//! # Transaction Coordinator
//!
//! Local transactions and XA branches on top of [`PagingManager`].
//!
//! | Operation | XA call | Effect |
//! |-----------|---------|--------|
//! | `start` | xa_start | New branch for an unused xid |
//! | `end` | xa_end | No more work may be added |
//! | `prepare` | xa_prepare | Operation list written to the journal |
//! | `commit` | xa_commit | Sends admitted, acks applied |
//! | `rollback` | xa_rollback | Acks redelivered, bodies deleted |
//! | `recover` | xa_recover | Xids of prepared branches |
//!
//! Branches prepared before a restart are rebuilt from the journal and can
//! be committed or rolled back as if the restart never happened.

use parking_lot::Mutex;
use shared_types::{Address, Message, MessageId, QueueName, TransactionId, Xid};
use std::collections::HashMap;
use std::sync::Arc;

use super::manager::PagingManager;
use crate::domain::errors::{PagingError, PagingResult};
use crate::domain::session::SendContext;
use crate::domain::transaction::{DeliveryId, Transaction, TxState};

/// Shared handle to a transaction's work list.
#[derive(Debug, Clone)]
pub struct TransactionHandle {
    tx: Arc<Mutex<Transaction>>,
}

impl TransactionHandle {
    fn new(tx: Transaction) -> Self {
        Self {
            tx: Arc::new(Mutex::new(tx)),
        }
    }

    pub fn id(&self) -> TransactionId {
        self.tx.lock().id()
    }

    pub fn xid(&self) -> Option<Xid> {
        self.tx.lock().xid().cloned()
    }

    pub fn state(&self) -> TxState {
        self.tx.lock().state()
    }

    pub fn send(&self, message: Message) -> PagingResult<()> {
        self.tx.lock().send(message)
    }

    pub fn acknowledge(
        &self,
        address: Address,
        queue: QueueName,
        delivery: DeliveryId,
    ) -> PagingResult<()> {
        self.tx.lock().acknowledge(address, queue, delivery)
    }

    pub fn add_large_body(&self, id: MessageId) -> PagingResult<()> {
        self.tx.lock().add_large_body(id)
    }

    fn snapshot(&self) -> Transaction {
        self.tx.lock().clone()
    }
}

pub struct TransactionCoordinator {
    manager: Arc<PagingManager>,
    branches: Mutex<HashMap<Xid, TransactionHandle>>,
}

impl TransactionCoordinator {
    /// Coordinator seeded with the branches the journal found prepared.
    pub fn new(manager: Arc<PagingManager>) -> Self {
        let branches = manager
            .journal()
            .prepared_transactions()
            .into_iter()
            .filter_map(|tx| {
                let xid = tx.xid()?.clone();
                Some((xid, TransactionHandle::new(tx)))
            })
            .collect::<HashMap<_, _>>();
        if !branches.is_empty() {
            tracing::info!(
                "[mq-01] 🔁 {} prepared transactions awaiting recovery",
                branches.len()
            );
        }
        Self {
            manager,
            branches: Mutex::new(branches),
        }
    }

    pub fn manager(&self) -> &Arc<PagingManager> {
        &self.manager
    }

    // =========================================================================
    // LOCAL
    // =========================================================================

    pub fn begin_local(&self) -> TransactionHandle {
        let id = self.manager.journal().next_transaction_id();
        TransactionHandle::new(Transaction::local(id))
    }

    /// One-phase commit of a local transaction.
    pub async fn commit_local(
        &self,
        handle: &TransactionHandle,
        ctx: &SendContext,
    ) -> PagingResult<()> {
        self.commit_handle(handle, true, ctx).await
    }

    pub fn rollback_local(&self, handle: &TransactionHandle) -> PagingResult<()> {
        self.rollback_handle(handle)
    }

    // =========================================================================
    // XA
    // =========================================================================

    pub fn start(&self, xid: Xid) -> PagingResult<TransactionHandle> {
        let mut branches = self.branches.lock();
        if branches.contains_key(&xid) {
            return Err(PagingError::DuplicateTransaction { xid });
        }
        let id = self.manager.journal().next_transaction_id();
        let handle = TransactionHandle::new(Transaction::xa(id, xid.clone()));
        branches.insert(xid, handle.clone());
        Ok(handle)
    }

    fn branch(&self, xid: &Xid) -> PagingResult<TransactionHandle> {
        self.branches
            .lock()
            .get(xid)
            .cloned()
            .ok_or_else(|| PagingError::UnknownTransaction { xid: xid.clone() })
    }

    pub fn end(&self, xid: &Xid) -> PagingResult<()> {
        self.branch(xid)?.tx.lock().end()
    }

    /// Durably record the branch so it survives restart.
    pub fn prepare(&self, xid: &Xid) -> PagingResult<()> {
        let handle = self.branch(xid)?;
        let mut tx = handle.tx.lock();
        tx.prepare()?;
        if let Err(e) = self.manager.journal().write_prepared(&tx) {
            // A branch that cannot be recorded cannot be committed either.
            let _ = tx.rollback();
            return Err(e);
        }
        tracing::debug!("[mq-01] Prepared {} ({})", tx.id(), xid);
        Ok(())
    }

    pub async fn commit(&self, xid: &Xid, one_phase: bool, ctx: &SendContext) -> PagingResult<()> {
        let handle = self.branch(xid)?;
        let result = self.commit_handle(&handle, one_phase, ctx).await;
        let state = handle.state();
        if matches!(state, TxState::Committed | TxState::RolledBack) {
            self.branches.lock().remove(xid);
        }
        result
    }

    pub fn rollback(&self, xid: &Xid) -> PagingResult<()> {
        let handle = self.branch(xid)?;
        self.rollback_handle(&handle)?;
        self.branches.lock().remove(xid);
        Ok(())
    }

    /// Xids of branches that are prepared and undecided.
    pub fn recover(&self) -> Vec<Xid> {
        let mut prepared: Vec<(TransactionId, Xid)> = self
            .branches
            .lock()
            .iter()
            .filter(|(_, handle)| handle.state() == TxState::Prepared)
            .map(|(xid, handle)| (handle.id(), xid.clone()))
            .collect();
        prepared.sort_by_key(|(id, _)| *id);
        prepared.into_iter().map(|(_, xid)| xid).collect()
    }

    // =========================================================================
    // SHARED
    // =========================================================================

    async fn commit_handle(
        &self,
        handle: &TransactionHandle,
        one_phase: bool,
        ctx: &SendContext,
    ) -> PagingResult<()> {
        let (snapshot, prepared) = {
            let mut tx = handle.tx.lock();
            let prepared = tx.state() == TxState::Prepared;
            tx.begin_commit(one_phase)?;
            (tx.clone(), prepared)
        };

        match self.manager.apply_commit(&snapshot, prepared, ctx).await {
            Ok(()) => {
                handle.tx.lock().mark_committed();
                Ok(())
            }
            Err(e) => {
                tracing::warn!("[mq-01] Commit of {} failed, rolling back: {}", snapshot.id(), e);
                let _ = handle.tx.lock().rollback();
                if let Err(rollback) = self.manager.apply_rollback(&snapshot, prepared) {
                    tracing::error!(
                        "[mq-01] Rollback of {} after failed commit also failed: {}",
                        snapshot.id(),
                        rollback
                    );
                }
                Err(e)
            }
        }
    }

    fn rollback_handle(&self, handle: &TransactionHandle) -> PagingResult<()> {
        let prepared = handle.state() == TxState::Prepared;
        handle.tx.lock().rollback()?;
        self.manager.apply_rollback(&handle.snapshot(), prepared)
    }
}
══════════════════════════════
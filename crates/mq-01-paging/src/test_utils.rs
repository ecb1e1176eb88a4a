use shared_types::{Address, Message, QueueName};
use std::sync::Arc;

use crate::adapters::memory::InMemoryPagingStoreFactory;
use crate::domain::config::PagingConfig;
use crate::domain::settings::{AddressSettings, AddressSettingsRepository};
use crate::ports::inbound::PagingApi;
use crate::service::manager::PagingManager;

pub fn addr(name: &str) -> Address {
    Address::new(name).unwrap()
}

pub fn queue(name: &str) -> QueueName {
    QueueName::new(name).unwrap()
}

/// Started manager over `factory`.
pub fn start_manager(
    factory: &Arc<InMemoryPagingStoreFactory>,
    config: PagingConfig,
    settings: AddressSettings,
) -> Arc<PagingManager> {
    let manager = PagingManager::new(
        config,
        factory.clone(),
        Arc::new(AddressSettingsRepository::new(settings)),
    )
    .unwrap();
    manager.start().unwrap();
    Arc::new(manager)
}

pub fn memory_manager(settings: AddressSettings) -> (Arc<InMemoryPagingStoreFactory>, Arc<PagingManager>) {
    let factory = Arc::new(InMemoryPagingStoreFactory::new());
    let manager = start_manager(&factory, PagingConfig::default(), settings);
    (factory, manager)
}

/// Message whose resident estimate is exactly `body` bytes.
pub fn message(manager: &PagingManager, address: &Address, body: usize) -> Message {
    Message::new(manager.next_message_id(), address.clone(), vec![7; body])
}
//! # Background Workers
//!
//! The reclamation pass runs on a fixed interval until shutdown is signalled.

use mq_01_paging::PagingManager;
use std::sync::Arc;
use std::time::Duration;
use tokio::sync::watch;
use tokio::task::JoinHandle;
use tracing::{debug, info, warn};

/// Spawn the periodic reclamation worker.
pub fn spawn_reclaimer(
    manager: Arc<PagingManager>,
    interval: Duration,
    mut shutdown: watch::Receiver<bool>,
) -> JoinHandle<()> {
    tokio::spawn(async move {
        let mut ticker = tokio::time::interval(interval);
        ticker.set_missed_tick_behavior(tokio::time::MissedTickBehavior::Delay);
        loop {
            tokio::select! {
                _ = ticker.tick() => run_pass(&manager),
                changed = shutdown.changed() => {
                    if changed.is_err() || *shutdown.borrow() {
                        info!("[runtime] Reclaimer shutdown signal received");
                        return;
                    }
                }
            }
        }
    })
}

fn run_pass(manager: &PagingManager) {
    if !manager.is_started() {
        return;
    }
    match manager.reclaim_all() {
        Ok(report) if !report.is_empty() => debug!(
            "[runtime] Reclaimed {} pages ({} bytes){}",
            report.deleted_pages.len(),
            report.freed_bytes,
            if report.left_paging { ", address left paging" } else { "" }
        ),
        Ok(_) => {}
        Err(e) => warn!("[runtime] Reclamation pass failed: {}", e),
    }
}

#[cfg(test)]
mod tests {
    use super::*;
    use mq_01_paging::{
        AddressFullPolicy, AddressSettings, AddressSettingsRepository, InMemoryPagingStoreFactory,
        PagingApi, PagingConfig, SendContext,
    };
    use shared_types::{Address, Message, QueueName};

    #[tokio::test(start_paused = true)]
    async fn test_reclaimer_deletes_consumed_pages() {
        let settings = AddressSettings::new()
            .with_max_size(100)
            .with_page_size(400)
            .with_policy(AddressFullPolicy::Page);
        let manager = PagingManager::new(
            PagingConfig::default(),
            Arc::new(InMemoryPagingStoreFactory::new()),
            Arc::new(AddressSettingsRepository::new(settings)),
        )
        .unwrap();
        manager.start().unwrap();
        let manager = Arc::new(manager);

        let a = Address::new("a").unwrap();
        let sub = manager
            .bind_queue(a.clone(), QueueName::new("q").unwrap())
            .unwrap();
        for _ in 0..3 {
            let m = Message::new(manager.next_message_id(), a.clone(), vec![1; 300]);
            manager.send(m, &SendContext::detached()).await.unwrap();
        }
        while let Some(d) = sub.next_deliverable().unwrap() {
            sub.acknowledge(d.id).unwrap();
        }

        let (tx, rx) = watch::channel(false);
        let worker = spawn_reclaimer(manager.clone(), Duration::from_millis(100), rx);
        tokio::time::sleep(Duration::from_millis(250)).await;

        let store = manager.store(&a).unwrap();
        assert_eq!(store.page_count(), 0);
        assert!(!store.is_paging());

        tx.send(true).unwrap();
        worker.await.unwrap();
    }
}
══════════════════════════════
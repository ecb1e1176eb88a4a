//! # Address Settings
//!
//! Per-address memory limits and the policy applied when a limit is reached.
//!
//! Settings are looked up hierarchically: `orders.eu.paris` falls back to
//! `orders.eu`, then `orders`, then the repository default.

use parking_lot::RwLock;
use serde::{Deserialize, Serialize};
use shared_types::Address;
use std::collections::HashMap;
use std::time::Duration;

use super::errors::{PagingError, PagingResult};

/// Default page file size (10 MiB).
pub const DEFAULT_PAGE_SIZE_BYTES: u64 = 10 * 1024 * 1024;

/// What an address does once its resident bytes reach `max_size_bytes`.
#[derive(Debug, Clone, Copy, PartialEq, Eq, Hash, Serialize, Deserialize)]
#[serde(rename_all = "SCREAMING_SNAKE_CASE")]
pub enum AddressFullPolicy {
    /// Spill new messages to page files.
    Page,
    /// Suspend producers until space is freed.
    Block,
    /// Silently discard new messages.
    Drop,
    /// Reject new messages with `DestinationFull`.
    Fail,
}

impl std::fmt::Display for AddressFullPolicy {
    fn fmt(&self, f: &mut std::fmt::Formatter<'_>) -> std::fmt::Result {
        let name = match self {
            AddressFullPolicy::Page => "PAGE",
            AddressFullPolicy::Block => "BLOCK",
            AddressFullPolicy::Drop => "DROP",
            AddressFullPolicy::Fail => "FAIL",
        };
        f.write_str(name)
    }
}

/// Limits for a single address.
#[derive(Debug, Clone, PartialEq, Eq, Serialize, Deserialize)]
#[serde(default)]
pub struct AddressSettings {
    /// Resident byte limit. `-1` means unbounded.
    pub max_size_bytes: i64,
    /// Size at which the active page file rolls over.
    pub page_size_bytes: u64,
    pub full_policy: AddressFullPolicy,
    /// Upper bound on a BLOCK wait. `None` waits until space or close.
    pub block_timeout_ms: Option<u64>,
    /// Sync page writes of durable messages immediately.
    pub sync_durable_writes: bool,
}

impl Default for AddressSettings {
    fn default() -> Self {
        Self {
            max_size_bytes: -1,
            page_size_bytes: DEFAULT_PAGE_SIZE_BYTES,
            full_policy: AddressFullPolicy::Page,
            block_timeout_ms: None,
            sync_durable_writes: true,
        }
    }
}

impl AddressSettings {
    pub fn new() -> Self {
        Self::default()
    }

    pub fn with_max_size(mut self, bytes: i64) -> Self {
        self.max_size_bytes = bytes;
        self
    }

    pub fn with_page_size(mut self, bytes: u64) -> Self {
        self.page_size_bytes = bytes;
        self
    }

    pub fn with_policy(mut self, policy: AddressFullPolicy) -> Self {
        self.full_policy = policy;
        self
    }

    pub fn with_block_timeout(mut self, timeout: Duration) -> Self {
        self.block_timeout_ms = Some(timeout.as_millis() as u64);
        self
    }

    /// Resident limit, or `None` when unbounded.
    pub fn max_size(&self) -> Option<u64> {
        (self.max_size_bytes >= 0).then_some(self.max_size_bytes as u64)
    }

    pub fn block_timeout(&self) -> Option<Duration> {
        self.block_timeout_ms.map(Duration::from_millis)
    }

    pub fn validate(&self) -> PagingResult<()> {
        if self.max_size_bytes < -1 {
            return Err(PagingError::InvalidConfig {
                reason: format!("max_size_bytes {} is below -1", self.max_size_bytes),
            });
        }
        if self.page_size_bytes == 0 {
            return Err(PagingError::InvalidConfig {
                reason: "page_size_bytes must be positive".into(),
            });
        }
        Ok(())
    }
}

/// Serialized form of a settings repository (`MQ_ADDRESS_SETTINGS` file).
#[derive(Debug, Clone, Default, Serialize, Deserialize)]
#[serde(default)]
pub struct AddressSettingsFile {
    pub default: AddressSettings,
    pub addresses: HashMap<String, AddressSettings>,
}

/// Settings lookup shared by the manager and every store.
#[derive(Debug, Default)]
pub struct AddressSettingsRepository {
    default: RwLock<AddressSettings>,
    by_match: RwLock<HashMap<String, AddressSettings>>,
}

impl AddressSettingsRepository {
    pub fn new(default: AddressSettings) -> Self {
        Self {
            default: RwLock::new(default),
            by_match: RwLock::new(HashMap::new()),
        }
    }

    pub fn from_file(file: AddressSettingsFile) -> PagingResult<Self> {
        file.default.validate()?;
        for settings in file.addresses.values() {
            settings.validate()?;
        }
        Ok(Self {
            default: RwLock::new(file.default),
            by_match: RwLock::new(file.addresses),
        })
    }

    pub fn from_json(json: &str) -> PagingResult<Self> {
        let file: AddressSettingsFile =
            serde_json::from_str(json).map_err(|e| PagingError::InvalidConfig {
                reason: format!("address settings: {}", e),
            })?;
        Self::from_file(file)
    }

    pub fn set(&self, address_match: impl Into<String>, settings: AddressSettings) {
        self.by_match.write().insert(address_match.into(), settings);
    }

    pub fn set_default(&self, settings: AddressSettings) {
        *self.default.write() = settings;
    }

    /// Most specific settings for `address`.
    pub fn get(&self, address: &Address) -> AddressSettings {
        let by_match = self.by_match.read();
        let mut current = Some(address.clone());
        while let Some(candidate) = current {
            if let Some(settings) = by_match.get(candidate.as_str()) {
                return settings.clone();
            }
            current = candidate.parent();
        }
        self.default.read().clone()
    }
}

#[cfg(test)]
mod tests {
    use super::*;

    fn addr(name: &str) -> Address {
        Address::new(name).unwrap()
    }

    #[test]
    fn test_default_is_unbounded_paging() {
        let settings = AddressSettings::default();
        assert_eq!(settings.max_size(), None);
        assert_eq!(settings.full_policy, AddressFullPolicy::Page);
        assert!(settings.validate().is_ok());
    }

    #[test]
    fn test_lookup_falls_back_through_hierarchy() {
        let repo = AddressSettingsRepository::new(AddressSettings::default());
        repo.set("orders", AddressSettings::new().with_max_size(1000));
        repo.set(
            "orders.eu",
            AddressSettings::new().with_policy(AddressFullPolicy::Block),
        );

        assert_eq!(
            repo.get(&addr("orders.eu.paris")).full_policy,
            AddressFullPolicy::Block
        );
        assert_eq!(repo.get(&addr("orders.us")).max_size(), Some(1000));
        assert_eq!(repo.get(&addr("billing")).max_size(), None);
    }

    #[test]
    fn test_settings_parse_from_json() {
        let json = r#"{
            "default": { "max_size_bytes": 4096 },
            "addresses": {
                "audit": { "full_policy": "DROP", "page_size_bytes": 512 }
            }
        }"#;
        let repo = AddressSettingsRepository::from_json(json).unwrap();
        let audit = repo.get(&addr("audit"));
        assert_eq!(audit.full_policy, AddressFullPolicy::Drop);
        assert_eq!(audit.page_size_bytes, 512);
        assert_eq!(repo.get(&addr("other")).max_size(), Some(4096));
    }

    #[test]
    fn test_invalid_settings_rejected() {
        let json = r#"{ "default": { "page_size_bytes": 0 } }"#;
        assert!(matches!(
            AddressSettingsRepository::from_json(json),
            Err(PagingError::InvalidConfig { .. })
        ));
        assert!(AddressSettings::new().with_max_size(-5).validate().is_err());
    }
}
══════════════════════════════
Brief »
Pull every line containing "InMemoryPagingStoreFactory" out of the entries.

Problem solution »
use crate::adapters::memory::InMemoryPagingStoreFactory;
    factory: &Arc<InMemoryPagingStoreFactory>,
pub fn memory_manager(settings: AddressSettings) -> (Arc<InMemoryPagingStoreFactory>, Arc<PagingManager>) {
    let factory = Arc::new(InMemoryPagingStoreFactory::new());
        AddressFullPolicy, AddressSettings, AddressSettingsRepository, InMemoryPagingStoreFactory,
            Arc::new(InMemoryPagingStoreFactory::new()),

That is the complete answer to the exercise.